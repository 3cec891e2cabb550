use serde::{Deserialize, Serialize};
use std::fmt;

/// One row of the exam statistics: a province/center/school/section/period/type/permit
/// combination with its pass and fail counts.
#[derive(Debug, Clone, Default, PartialEq, Eq, Serialize)]
pub struct ExamRecord {
    pub province: String,
    pub exam_center: String,
    pub school_code: String,
    pub school_name: String,
    pub section_code: String,
    pub month: u32,
    pub year: u32,
    pub exam_type: String,
    pub permit_name: String,
    pub passed: u32,
    pub passed_1conv: u32,
    pub passed_2conv: u32,
    pub passed_3or4conv: u32,
    pub passed_5plus: u32,
    pub failed: u32,
}

impl ExamRecord {
    pub fn period(&self) -> Period {
        Period::new(self.year, self.month)
    }

    /// Records missing any mandatory field are never stored.
    pub fn is_complete(&self) -> bool {
        !self.province.is_empty()
            && !self.exam_center.is_empty()
            && self.year > 0
            && (1..=12).contains(&self.month)
    }

    pub fn presented(&self) -> u64 {
        u64::from(self.passed) + u64::from(self.failed)
    }
}

/// A reporting cycle. Ordered by year, then month.
#[derive(Debug, Clone, Copy, PartialEq, Eq, PartialOrd, Ord, Hash, Serialize, Deserialize)]
pub struct Period {
    pub year: u32,
    pub month: u32,
}

impl Period {
    pub fn new(year: u32, month: u32) -> Self {
        Self { year, month }
    }

    /// Composite `year * 100 + month` key used by range filters. Widened so any
    /// `u32` year fits.
    pub fn key(&self) -> u64 {
        u64::from(self.year) * 100 + u64::from(self.month)
    }

    /// `None` when the year part does not fit a `u32`.
    pub fn from_key(key: u64) -> Option<Self> {
        let year = u32::try_from(key / 100).ok()?;
        let month = u32::try_from(key % 100).ok()?;
        Some(Self::new(year, month))
    }
}

impl fmt::Display for Period {
    fn fmt(&self, f: &mut fmt::Formatter<'_>) -> fmt::Result {
        write!(f, "{:04}-{:02}", self.year, self.month)
    }
}

/// Text columns that can be listed with `distinct_values` and filtered by substring.
#[derive(Debug, Clone, Copy, PartialEq, Eq, Serialize, Deserialize)]
#[serde(rename_all = "snake_case")]
pub enum TextField {
    Province,
    ExamCenter,
    DrivingSchool,
    ExamType,
    Permit,
}

impl TextField {
    pub const ALL: [TextField; 5] = [
        TextField::Province,
        TextField::ExamCenter,
        TextField::DrivingSchool,
        TextField::ExamType,
        TextField::Permit,
    ];

    pub fn column(&self) -> &'static str {
        match self {
            TextField::Province => "province",
            TextField::ExamCenter => "exam_center",
            TextField::DrivingSchool => "driving_school_name",
            TextField::ExamType => "exam_type",
            TextField::Permit => "permit_name",
        }
    }

    pub fn parse(raw: &str) -> Option<Self> {
        let key = raw.trim().to_lowercase().replace('-', "_");
        match key.as_str() {
            "province" => Some(TextField::Province),
            "exam_center" | "center" => Some(TextField::ExamCenter),
            "driving_school" | "school" | "driving_school_name" => Some(TextField::DrivingSchool),
            "exam_type" | "type" => Some(TextField::ExamType),
            "permit" | "permit_name" => Some(TextField::Permit),
            _ => None,
        }
    }
}

#[cfg(test)]
mod tests {
    use super::*;

    #[test]
    fn completeness_requires_mandatory_fields_and_valid_month() {
        let mut record = ExamRecord {
            province: "Madrid".to_string(),
            exam_center: "Madrid".to_string(),
            year: 2023,
            month: 1,
            ..Default::default()
        };
        assert!(record.is_complete());

        record.month = 13;
        assert!(!record.is_complete());
        record.month = 0;
        assert!(!record.is_complete());
        record.month = 12;
        record.exam_center.clear();
        assert!(!record.is_complete());
    }

    #[test]
    fn period_key_orders_like_periods() {
        let a = Period::new(2022, 12);
        let b = Period::new(2023, 1);
        assert!(a < b);
        assert!(a.key() < b.key());
        assert_eq!(Period::from_key(202301), Some(b));
        assert_eq!(b.to_string(), "2023-01");
    }

    #[test]
    fn period_key_holds_years_beyond_four_digits() {
        let far = Period::new(50_000_000, 1);
        assert_eq!(far.key(), 5_000_000_001);
        assert_eq!(Period::from_key(far.key()), Some(far));

        let max = Period::new(u32::MAX, 12);
        assert_eq!(Period::from_key(max.key()), Some(max));
        assert_eq!(Period::from_key(u64::MAX), None);
    }

    #[test]
    fn text_field_parse_accepts_cli_spellings() {
        assert_eq!(TextField::parse("exam-type"), Some(TextField::ExamType));
        assert_eq!(TextField::parse(" Province "), Some(TextField::Province));
        assert_eq!(TextField::parse("school"), Some(TextField::DrivingSchool));
        assert_eq!(TextField::parse("year"), None);
    }
}
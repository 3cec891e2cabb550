use serde::{Deserialize, Serialize};
use std::path::Path;
use tracing::info;

use crate::read_queries::{ExamTable, ExamTypeTotals};
use crate::Result;

const SAMPLE_ROWS_FOR_WIDTH: usize = 50;
const MIN_COLUMN_WIDTH: usize = 6;
const MAX_COLUMN_WIDTH: usize = 30;
const CELL_PADDING: usize = 1;
const PAGE_BREAK: &str = "\u{000C}";
const AGGREGATE_HEADERS: [&str; 4] = ["Exam Type", "Passed", "Failed", "Presented"];

/// Page geometry for the printable text report, in characters and lines.
#[derive(Debug, Clone, PartialEq, Eq, Serialize, Deserialize)]
#[serde(default)]
pub struct ReportLayout {
    pub title: String,
    pub page_width: usize,
    pub page_height: usize,
}

impl Default for ReportLayout {
    fn default() -> Self {
        Self {
            title: "Driving Exam Statistics".to_string(),
            page_width: 132,
            page_height: 60,
        }
    }
}

struct PageWriter {
    pages: Vec<Vec<String>>,
    current: Vec<String>,
    page_height: usize,
}

impl PageWriter {
    fn new(page_height: usize) -> Self {
        Self {
            pages: Vec::new(),
            current: Vec::new(),
            page_height: page_height.max(5),
        }
    }

    fn remaining(&self) -> usize {
        self.page_height.saturating_sub(self.current.len())
    }

    fn push(&mut self, line: String) {
        if self.remaining() == 0 {
            self.new_page();
        }
        self.current.push(line);
    }

    fn new_page(&mut self) {
        if !self.current.is_empty() {
            self.pages.push(std::mem::take(&mut self.current));
        }
    }

    fn finish(mut self) -> Vec<String> {
        self.new_page();
        self.pages.into_iter().map(|lines| lines.join("\n")).collect()
    }
}

fn text_width(text: &str) -> usize {
    text.chars().count()
}

fn elide(text: &str, width: usize) -> String {
    if text_width(text) <= width {
        return text.to_string();
    }
    if width == 0 {
        return String::new();
    }
    let mut out = text.chars().take(width - 1).collect::<String>();
    out.push('…');
    out
}

fn column_widths(headers: &[String], rows: &[Vec<String>]) -> Vec<usize> {
    headers
        .iter()
        .enumerate()
        .map(|(col, header)| {
            let widest = rows
                .iter()
                .take(SAMPLE_ROWS_FOR_WIDTH)
                .filter_map(|row| row.get(col))
                .map(|cell| text_width(cell))
                .fold(text_width(header), usize::max);
            (widest + CELL_PADDING * 2).clamp(MIN_COLUMN_WIDTH, MAX_COLUMN_WIDTH)
        })
        .collect()
}

/// Splits columns into groups whose rendered width fits the page.
fn column_groups(widths: &[usize], page_width: usize) -> Vec<Vec<usize>> {
    let mut groups = Vec::new();
    let mut current: Vec<usize> = Vec::new();
    let mut current_width = 1;
    for (col, width) in widths.iter().enumerate() {
        let cell_width = width + 1;
        if !current.is_empty() && current_width + cell_width > page_width {
            groups.push(std::mem::take(&mut current));
            current_width = 1;
        }
        current.push(col);
        current_width += cell_width;
    }
    if !current.is_empty() {
        groups.push(current);
    }
    groups
}

fn format_line(cells: &[&str], group: &[usize], widths: &[usize]) -> String {
    let mut line = String::from("|");
    for (cell, col) in cells.iter().zip(group) {
        let inner = widths[*col] - CELL_PADDING * 2;
        let text = elide(cell, inner);
        let pad = inner - text_width(&text);
        line.push_str(&" ".repeat(CELL_PADDING));
        line.push_str(&text);
        line.push_str(&" ".repeat(pad + CELL_PADDING));
        line.push('|');
    }
    line
}

fn separator_line(group: &[usize], widths: &[usize]) -> String {
    let mut line = String::from("+");
    for col in group {
        line.push_str(&"-".repeat(widths[*col]));
        line.push('+');
    }
    line
}

fn write_grid_header(
    writer: &mut PageWriter,
    headers: &[String],
    group: &[usize],
    widths: &[usize],
) {
    let cells = group
        .iter()
        .map(|col| headers[*col].as_str())
        .collect::<Vec<_>>();
    writer.push(separator_line(group, widths));
    writer.push(format_line(&cells, group, widths));
    writer.push(separator_line(group, widths));
}

/// Renders a grid with the header repeated on every page. Column groups that do not
/// fit beside each other start on a fresh page.
fn write_grid(
    writer: &mut PageWriter,
    headers: &[String],
    rows: &[Vec<String>],
    page_width: usize,
) {
    if headers.is_empty() {
        return;
    }
    let widths = column_widths(headers, rows);
    let groups = column_groups(&widths, page_width);

    for (group_index, group) in groups.iter().enumerate() {
        if group_index > 0 || writer.remaining() < 4 {
            writer.new_page();
        }
        write_grid_header(writer, headers, group, &widths);
        for row in rows {
            if writer.remaining() == 0 {
                writer.new_page();
                write_grid_header(writer, headers, group, &widths);
            }
            let cells = group
                .iter()
                .map(|col| row.get(*col).map(String::as_str).unwrap_or(""))
                .collect::<Vec<_>>();
            writer.push(format_line(&cells, group, &widths));
        }
        writer.push(separator_line(group, &widths));
    }
}

/// Lays out a printable summary: title, per exam type totals, then the filtered
/// table. Returns one string per page.
pub fn render_text_report(
    table: &ExamTable,
    totals: &[ExamTypeTotals],
    layout: &ReportLayout,
) -> Vec<String> {
    let page_width = layout.page_width.max(MIN_COLUMN_WIDTH + 2);
    let mut writer = PageWriter::new(layout.page_height);

    let title_pad = page_width.saturating_sub(text_width(&layout.title)) / 2;
    writer.push(format!("{}{}", " ".repeat(title_pad), layout.title));
    writer.push(String::new());

    if !totals.is_empty() {
        let headers = AGGREGATE_HEADERS
            .iter()
            .map(|h| (*h).to_string())
            .collect::<Vec<_>>();
        let rows = totals
            .iter()
            .map(|t| {
                vec![
                    t.exam_type.clone(),
                    t.passed.to_string(),
                    t.failed.to_string(),
                    t.presented().to_string(),
                ]
            })
            .collect::<Vec<_>>();
        write_grid(&mut writer, &headers, &rows, page_width);
        writer.push(String::new());
    }

    let rows = table.rows.iter().map(|r| r.cells()).collect::<Vec<_>>();
    if rows.is_empty() {
        writer.push("No data".to_string());
    } else {
        write_grid(&mut writer, &table.headers, &rows, page_width);
    }

    writer.finish()
}

pub fn write_text_report(path: &Path, pages: &[String]) -> Result<()> {
    let separator = format!("\n{PAGE_BREAK}");
    let mut body = pages.join(separator.as_str());
    body.push('\n');
    std::fs::write(path, body)?;
    info!(output = %path.display(), pages = pages.len(), "wrote text report");
    Ok(())
}

pub fn write_table_csv(path: &Path, table: &ExamTable) -> Result<()> {
    let mut writer = csv::Writer::from_path(path)?;
    writer.write_record(&table.headers)?;
    for row in &table.rows {
        writer.write_record(row.cells())?;
    }
    writer.flush()?;
    info!(output = %path.display(), rows = table.rows.len(), "wrote table csv");
    Ok(())
}

#[cfg(test)]
mod tests {
    use super::*;
    use crate::read_queries::ExamTableRow;
    use std::fs;
    use uuid::Uuid;

    fn sample_table(row_count: usize) -> ExamTable {
        ExamTable {
            headers: [
                "Province",
                "Exam Center",
                "Driving School",
                "Exam Type",
                "Permit",
                "Year",
                "Month",
                "Passed",
                "Failed",
                "Presented",
            ]
            .iter()
            .map(|h| h.to_string())
            .collect(),
            rows: (0..row_count)
                .map(|i| ExamTableRow {
                    province: format!("Provincia {i}"),
                    exam_center: "Centro".to_string(),
                    driving_school_name: "AUTOESCUELA CON UN NOMBRE MUY LARGO QUE NO CABE"
                        .to_string(),
                    exam_type: "PRUEBA".to_string(),
                    permit_name: "B".to_string(),
                    year: 2023,
                    month: 1,
                    passed: 1,
                    failed: 1,
                    presented: 2,
                })
                .collect(),
        }
    }

    #[test]
    fn long_cells_are_elided_to_max_width() {
        assert_eq!(elide("abcdef", 4), "abc…");
        assert_eq!(elide("abc", 4), "abc");

        let widths = column_widths(
            &["Driving School".to_string()],
            &[vec!["X".repeat(80)]],
        );
        assert_eq!(widths, vec![MAX_COLUMN_WIDTH]);
    }

    #[test]
    fn columns_split_into_groups_that_fit_the_page() {
        let groups = column_groups(&[10, 10, 10, 10], 25);
        assert_eq!(groups, vec![vec![0, 1], vec![2, 3]]);

        let single = column_groups(&[40], 25);
        assert_eq!(single, vec![vec![0]], "an oversize column still gets a group");
    }

    #[test]
    fn rows_paginate_with_repeated_header() {
        let table = sample_table(30);
        let layout = ReportLayout {
            title: "Test".to_string(),
            page_width: 200,
            page_height: 12,
        };
        let pages = render_text_report(&table, &[], &layout);
        assert!(pages.len() > 2);
        for page in &pages {
            assert!(page.lines().count() <= 12);
        }
        for page in &pages[1..] {
            assert!(page.contains("| Province"), "header repeated on every page");
        }
        let body_rows = pages
            .iter()
            .flat_map(|p| p.lines())
            .filter(|l| l.contains("Provincia "))
            .count();
        assert_eq!(body_rows, 30);
    }

    #[test]
    fn report_includes_totals_and_handles_empty_tables() {
        let totals = vec![ExamTypeTotals {
            exam_type: "PRUEBA CIRCULACION".to_string(),
            passed: 20,
            failed: 8,
        }];
        let pages = render_text_report(&sample_table(0), &totals, &ReportLayout::default());
        assert_eq!(pages.len(), 1);
        assert!(pages[0].contains("Driving Exam Statistics"));
        assert!(pages[0].contains("| PRUEBA CIRCULACION"));
        assert!(pages[0].contains("28"));
        assert!(pages[0].contains("No data"));
    }

    #[test]
    fn table_csv_round_trips_headers_and_rows() {
        let path = std::env::temp_dir().join(format!(
            "driving_exams_table_{}_{}.csv",
            std::process::id(),
            Uuid::new_v4()
        ));
        write_table_csv(&path, &sample_table(2)).expect("write table csv");

        let text = fs::read_to_string(&path).expect("read table csv");
        let mut lines = text.lines();
        assert_eq!(
            lines.next(),
            Some("Province,Exam Center,Driving School,Exam Type,Permit,Year,Month,Passed,Failed,Presented")
        );
        assert_eq!(lines.count(), 2);
        let _ = fs::remove_file(&path);
    }
}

= = = = =

### WHAT THIS TASK INVOLVES
Could you give the number of lines in the entries that contain the string "ExamTableRow"? Only the number, please.

### ANSWER SECTION
2